Cuomo has insisted he isn’t focused on poll numbers as he continues to fight the virus in his state, which has more than 300,000 confirmed cases of coronavirus with more than 23,500 New Yorkers dead. But, Trump has taken notice of the New York governor’s remarkable ratings – and even sought to take credit for them himself.
“So I mean, one of the things – and I think (Cuomo would) admit this – one of the reasons he’s been successful, if I said, ‘No, we’re not giving you four hospitals and we’re not giving you four medical centers and we’re not sending you a ship’ then he’s got to, and we didn’t give them thousands of ventilators, by the way, and millions of masks, because we’ve sent them a lot of stuff,” Trump said on “Fox & Friends.” “Well, one of the reasons he’s successful is because we’ve helped make him successful.”
That, like many analyses offered by Trump, gives the President far too much credit. Cuomo’s poll numbers have far less to do with Trump and far more to do with the governor’s everywhere-all-the-time approach to dealing with the coronavirus crisis. Cuomo’s daily press briefings on the state of the state’s fight against the virus have become must-see TV – as Cuomo ranges from stern father to loving counselor to frank friend and back. He has also benefited from radical transparency about what he knows and doesn’t know about the state’s fight against the coronavirus. And from his naturally micromanaging style.
Cuomo often came under criticism for being, essentially, a terrific bureaucrat but it’s that intimate knowledge of the state and its government apparatus that has served him extremely well in this moment.
All of which begs the question of what’s next for Cuomo. After all, he is only 62 years old – 15 years younger than presumptive Democratic presidential nominee Joe Biden! – and in the middle of his third term as governor of the Empire State. Prior to all of this, Cuomo was widely expected to run for a fourth term – something his father, Mario, did in 1994 but lost at the hands of George Pataki. A fourth term for Andrew Cuomo would then be both redemptive and historic – as he would be the first New York governor since Nelson Rockefeller in 1970 to win four terms in the job.
While that race for a fourth term in 2022 is a long way off, Cuomo’s current polling strength, coupled with New York’s clear Democratic tilt, make him a heavy favorite. At which point, other questions will arise. Because if Biden loses to Trump this November, the presidency will be open – for Democrats and Republicans in 2024 – when Cuomo, at 66 years old, will be in the middle of a fourth term.
Cuomo has been, to date, definitive about his lack of interest in running for president – ever. Witness this exchange in late March between Cuomo and his younger brother – and CNN anchor – Chris on the issue:
C. CUOMO: Let me ask you something. With all of this adulation that you’re getting for doing your job, are you thinking about running for President? Tell the audience.
A. CUOMO: No. No.
C. CUOMO: No, you won’t answer?
A. CUOMO: No. I answered. The answer is “No.” I answered the question.

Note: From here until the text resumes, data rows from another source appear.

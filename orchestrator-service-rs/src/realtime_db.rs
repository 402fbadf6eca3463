// orchestrator-service-rs/src/realtime_db.rs
// REST adapter for a Firebase-style realtime JSON store

use std::collections::{HashMap, VecDeque};
use std::sync::{Mutex, PoisonError};
use std::time::Duration;

use async_trait::async_trait;
use chrono::Utc;
use config_rs::RemoteSettings;
use reqwest::{Client, Response};
use serde_json::{json, Value};
use shared_types::RequestRecord;
use tracing::{debug, info, warn};

use crate::correlator::ResultSink;
use crate::remote::{
    rejection_document, result_document, CommandSource, RemoteCommand, RemoteError,
};
use crate::status::{StatusError, StatusSink, StatusSnapshot};

/// Polls `{db}/{commands}.json` for this device's pending entries and writes
/// claims, results and status snapshots back with PATCH/PUT.
pub struct RealtimeDbRemote {
    client: Client,
    base_url: String,
    auth_token: Option<String>,
    commands_path: String,
    results_path: String,
    devices_path: String,
    device_id: String,
    poll_interval: Duration,
    queue: tokio::sync::Mutex<VecDeque<RemoteCommand>>,
    // Entry key -> correlation id for claimed commands that have not been
    // written back yet. Keeps a claimed entry from being picked up twice.
    taken: Mutex<HashMap<String, String>>,
}

impl RealtimeDbRemote {
    pub fn from_settings(settings: &RemoteSettings, device_id: &str) -> Result<Self, RemoteError> {
        let base_url = settings
            .database_url
            .as_deref()
            .map(|url| url.trim_end_matches('/').to_string())
            .filter(|url| !url.is_empty())
            .ok_or_else(|| RemoteError::Transport("remote.database_url is not set".into()))?;

        let client = Client::builder()
            .timeout(Duration::from_secs(30))
            .build()?;

        info!(database = %base_url, device_id, "realtime database adapter ready");

        Ok(Self {
            client,
            base_url,
            auth_token: settings.auth_token.clone(),
            commands_path: settings.commands_path.clone(),
            results_path: settings.results_path.clone(),
            devices_path: settings.devices_path.clone(),
            device_id: device_id.to_string(),
            poll_interval: Duration::from_millis(settings.poll_interval_ms.max(1)),
            queue: tokio::sync::Mutex::new(VecDeque::new()),
            taken: Mutex::new(HashMap::new()),
        })
    }

    fn taken(&self) -> std::sync::MutexGuard<'_, HashMap<String, String>> {
        self.taken.lock().unwrap_or_else(PoisonError::into_inner)
    }

    fn url(&self, path: &str) -> String {
        let mut url = format!("{}/{}.json", self.base_url, path.trim_matches('/'));
        if let Some(token) = &self.auth_token {
            url.push_str("?auth=");
            url.push_str(token);
        }
        url
    }

    async fn check(response: Response) -> Result<Response, RemoteError> {
        let status = response.status();
        if status.is_success() {
            return Ok(response);
        }
        let body = response.text().await.unwrap_or_default();
        Err(RemoteError::Status {
            status: status.as_u16(),
            body,
        })
    }

    async fn patch(&self, path: &str, body: &Value) -> Result<(), RemoteError> {
        let response = self.client.patch(self.url(path)).json(body).send().await?;
        Self::check(response).await.map(|_| ())
    }

    async fn put(&self, path: &str, body: &Value) -> Result<(), RemoteError> {
        let response = self.client.put(self.url(path)).json(body).send().await?;
        Self::check(response).await.map(|_| ())
    }

    /// One round trip to the store; used by the CLI `remote` command.
    pub async fn ping(&self) -> Result<(), RemoteError> {
        let path = format!("{}/{}", self.devices_path, self.device_id);
        let response = self.client.get(self.url(&path)).send().await?;
        Self::check(response).await.map(|_| ())
    }

    /// Fetch every pending entry for this device that has not been handed
    /// out yet, ordered by key.
    pub async fn fetch_pending(&self) -> Result<Vec<RemoteCommand>, RemoteError> {
        let response = self
            .client
            .get(self.url(&self.commands_path))
            .send()
            .await?;
        let entries: Option<HashMap<String, Value>> = Self::check(response).await?.json().await?;

        let taken = self.taken();
        let mut pending = select_pending(entries.unwrap_or_default(), &self.device_id);
        pending.retain(|c| !taken.contains_key(&c.key));
        Ok(pending)
    }
}

/// Pick the entries addressed to `device_id` whose status is `pending`.
pub(crate) fn select_pending(entries: HashMap<String, Value>, device_id: &str) -> Vec<RemoteCommand> {
    let mut pending: Vec<RemoteCommand> = entries
        .into_iter()
        .filter_map(|(key, entry)| {
            if entry.get("device_id").and_then(Value::as_str) != Some(device_id)
                || entry.get("status").and_then(Value::as_str) != Some("pending")
            {
                return None;
            }
            let command = entry.get("command").and_then(Value::as_str)?.to_string();
            let id = entry
                .get("id")
                .and_then(Value::as_str)
                .filter(|id| !id.trim().is_empty())
                .map(str::to_string)
                .unwrap_or_else(|| key.clone());
            Some(RemoteCommand {
                key,
                id,
                device_id: device_id.to_string(),
                command,
            })
        })
        .collect();
    pending.sort_by(|a, b| a.key.cmp(&b.key));
    pending
}

#[async_trait]
impl CommandSource for RealtimeDbRemote {
    async fn next(&self) -> Result<Option<RemoteCommand>, RemoteError> {
        let mut queue = self.queue.lock().await;
        loop {
            if let Some(command) = queue.pop_front() {
                return Ok(Some(command));
            }
            let pending = self.fetch_pending().await?;
            if pending.is_empty() {
                tokio::time::sleep(self.poll_interval).await;
            } else {
                debug!(count = pending.len(), "pending remote commands found");
                queue.extend(pending);
            }
        }
    }

    async fn claim(&self, command: &RemoteCommand) -> Result<(), RemoteError> {
        let path = format!("{}/{}", self.commands_path, command.key);
        self.patch(
            &path,
            &json!({
                "status": "processing",
                "processed_at": Utc::now(),
            }),
        )
        .await?;
        // Only a successful claim hides the entry from later polls; a failed
        // one is still pending and is picked up again.
        self.taken().insert(command.key.clone(), command.id.clone());
        Ok(())
    }

    async fn reject(&self, command: &RemoteCommand, reason: &str) -> Result<(), RemoteError> {
        let document = rejection_document(command, &self.device_id, reason);
        self.patch(&format!("{}/{}", self.commands_path, command.key), &document)
            .await?;
        self.taken().remove(&command.key);
        info!(command_id = %command.id, key = %command.key, "refused remote command closed");
        Ok(())
    }
}

#[async_trait]
impl ResultSink for RealtimeDbRemote {
    async fn deliver(&self, record: &RequestRecord) -> Result<(), RemoteError> {
        let document = result_document(record, &self.device_id);
        // Entry key and correlation id only differ when the entry carried its own id.
        let key = self
            .taken()
            .iter()
            .find(|(_, id)| **id == record.request_id)
            .map(|(key, _)| key.clone())
            .unwrap_or_else(|| record.request_id.clone());

        self.patch(&format!("{}/{}", self.commands_path, key), &document)
            .await?;
        self.put(
            &format!("{}/{}", self.results_path, record.request_id),
            &document,
        )
        .await?;
        self.taken().remove(&key);
        info!(request_id = %record.request_id, "result delivered to remote store");
        Ok(())
    }
}

#[async_trait]
impl StatusSink for RealtimeDbRemote {
    async fn publish(&self, snapshot: &StatusSnapshot) -> Result<(), StatusError> {
        let body = serde_json::to_value(snapshot)
            .map_err(|e| StatusError::Unavailable(e.to_string()))?;
        let path = format!("{}/{}", self.devices_path, self.device_id);
        if let Err(err) = self.patch(&path, &body).await {
            warn!(error = %err, status = %snapshot.status, "status publish failed");
            return Err(err.into());
        }
        Ok(())
    }
}

#[cfg(test)]
mod tests {
    use super::*;
    use shared_types::Origin;
    use std::sync::Arc;
    use tokio::io::{AsyncReadExt, AsyncWriteExt};
    use tokio::net::TcpListener;

    /// One-request-per-connection HTTP store. GET lists a single pending
    /// entry `k1`; every other method answers `write_status`.
    async fn stub_store(write_status: u16) -> (String, Arc<Mutex<Vec<String>>>) {
        let listener = TcpListener::bind("127.0.0.1:0").await.unwrap();
        let addr = listener.local_addr().unwrap();
        let requests = Arc::new(Mutex::new(Vec::new()));
        let log = requests.clone();

        tokio::spawn(async move {
            while let Ok((mut stream, _)) = listener.accept().await {
                let log = log.clone();
                tokio::spawn(async move {
                    let mut buf = Vec::new();
                    let mut chunk = [0u8; 1024];
                    let head_end = loop {
                        let n = stream.read(&mut chunk).await.unwrap_or(0);
                        if n == 0 {
                            return;
                        }
                        buf.extend_from_slice(&chunk[..n]);
                        if let Some(pos) = buf.windows(4).position(|w| w == b"\r\n\r\n") {
                            break pos + 4;
                        }
                    };
                    let head = String::from_utf8_lossy(&buf[..head_end]).to_string();
                    let body_len = head
                        .lines()
                        .filter_map(|line| line.split_once(':'))
                        .find(|(name, _)| name.eq_ignore_ascii_case("content-length"))
                        .and_then(|(_, value)| value.trim().parse::<usize>().ok())
                        .unwrap_or(0);
                    while buf.len() < head_end + body_len {
                        let n = stream.read(&mut chunk).await.unwrap_or(0);
                        if n == 0 {
                            break;
                        }
                        buf.extend_from_slice(&chunk[..n]);
                    }

                    let request_line = head.lines().next().unwrap_or_default().to_string();
                    log.lock().unwrap().push(request_line.clone());
                    let (status, body) = if request_line.starts_with("GET") {
                        (
                            200,
                            r#"{"k1":{"device_id":"dev1","status":"pending","command":"uptime"}}"#,
                        )
                    } else {
                        (write_status, "{}")
                    };
                    let response = format!(
                        "HTTP/1.1 {} Stub\r\nContent-Type: application/json\r\nContent-Length: {}\r\nConnection: close\r\n\r\n{}",
                        status,
                        body.len(),
                        body
                    );
                    let _ = stream.write_all(response.as_bytes()).await;
                    let _ = stream.shutdown().await;
                });
            }
        });

        (format!("http://{}", addr), requests)
    }

    fn remote_at(url: &str) -> RealtimeDbRemote {
        let settings = RemoteSettings {
            enabled: true,
            database_url: Some(url.to_string()),
            poll_interval_ms: 10,
            ..RemoteSettings::default()
        };
        RealtimeDbRemote::from_settings(&settings, "dev1").unwrap()
    }

    fn settings(token: Option<&str>) -> RemoteSettings {
        RemoteSettings {
            enabled: true,
            database_url: Some("https://example-db.local/".into()),
            auth_token: token.map(str::to_string),
            ..RemoteSettings::default()
        }
    }

    #[test]
    fn urls_carry_the_auth_token() {
        let remote = RealtimeDbRemote::from_settings(&settings(Some("tok")), "dev1").unwrap();
        assert_eq!(
            remote.url("commands/abc"),
            "https://example-db.local/commands/abc.json?auth=tok"
        );
        let remote = RealtimeDbRemote::from_settings(&settings(None), "dev1").unwrap();
        assert_eq!(remote.url("/results/"), "https://example-db.local/results.json");
    }

    #[test]
    fn missing_database_url_is_an_error() {
        let mut settings = settings(None);
        settings.database_url = None;
        assert!(RealtimeDbRemote::from_settings(&settings, "dev1").is_err());
    }

    #[tokio::test]
    async fn failed_claim_leaves_the_entry_pending() {
        let (url, _requests) = stub_store(503).await;
        let remote = remote_at(&url);

        let command = remote.next().await.unwrap().unwrap();
        assert_eq!(command.key, "k1");
        assert!(matches!(
            remote.claim(&command).await,
            Err(RemoteError::Status { status: 503, .. })
        ));

        let pending = remote.fetch_pending().await.unwrap();
        assert_eq!(pending.len(), 1);
        assert_eq!(pending[0].key, "k1");
    }

    #[tokio::test]
    async fn claimed_entry_is_hidden_until_delivered() {
        let (url, requests) = stub_store(200).await;
        let remote = remote_at(&url);

        let command = remote.next().await.unwrap().unwrap();
        remote.claim(&command).await.unwrap();
        assert!(remote.fetch_pending().await.unwrap().is_empty());

        let record = RequestRecord::new("k1", Origin::Remote, "uptime");
        remote.deliver(&record).await.unwrap();
        assert!(remote.taken().is_empty());

        let requests = requests.lock().unwrap().clone();
        assert!(requests.iter().any(|r| r.starts_with("PUT /results/k1.json")));
    }

    #[tokio::test]
    async fn rejected_entry_is_written_back_and_released() {
        let (url, requests) = stub_store(200).await;
        let remote = remote_at(&url);

        let command = remote.next().await.unwrap().unwrap();
        remote.claim(&command).await.unwrap();
        remote
            .reject(&command, "request id k1 has already been used")
            .await
            .unwrap();

        assert!(remote.taken().is_empty());
        let patches = requests
            .lock()
            .unwrap()
            .iter()
            .filter(|r| r.starts_with("PATCH /commands/k1.json"))
            .count();
        assert_eq!(patches, 2);
    }

    #[test]
    fn only_pending_entries_for_this_device_are_selected() {
        let entries: HashMap<String, Value> = serde_json::from_value(json!({
            "k2": {"device_id": "dev1", "status": "pending", "command": "uptime"},
            "k1": {"device_id": "dev1", "status": "pending", "command": "ls", "id": "cmd-1"},
            "k3": {"device_id": "dev1", "status": "processing", "command": "df"},
            "k4": {"device_id": "other", "status": "pending", "command": "whoami"},
            "k5": {"device_id": "dev1", "status": "pending"}
        }))
        .unwrap();

        let pending = select_pending(entries, "dev1");
        assert_eq!(pending.len(), 2);
        assert_eq!(pending[0].key, "k1");
        assert_eq!(pending[0].id, "cmd-1");
        assert_eq!(pending[1].id, "k2");
        assert_eq!(pending[1].command, "uptime");
    }
}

C. CUOMO: No, you’re not thinking about it?
A. CUOMO: Sometimes, it’s one word. I said “No.” No.
C. CUOMO: Have you thought about it?
A. CUOMO: No.
C. CUOMO: Are you open to thinking about it?
A. CUOMO: No.
C. CUOMO: Might you think about it at some point?
A. CUOMO: No.
C. CUOMO: How can you know what you might think about at some point right now?
A. CUOMO: Because I know what I might think about, and what I won’t think about.
Here’s the thing: Circumstances change. Andrew Cuomo’s political trajectory prior to this coronavirus pandemic may well not be what it looks like today or in a month or in a year. Sky-high poll numbers like Cuomo has at the moment are not the sort of thing any politician ignores.
What the future holds for Cuomo is hard to predict. But what’s far clearer is that Cuomo’s competent and, at times, charismatic handling of the coronavirus crisis in his state has made him one of the most popular politicians in America today.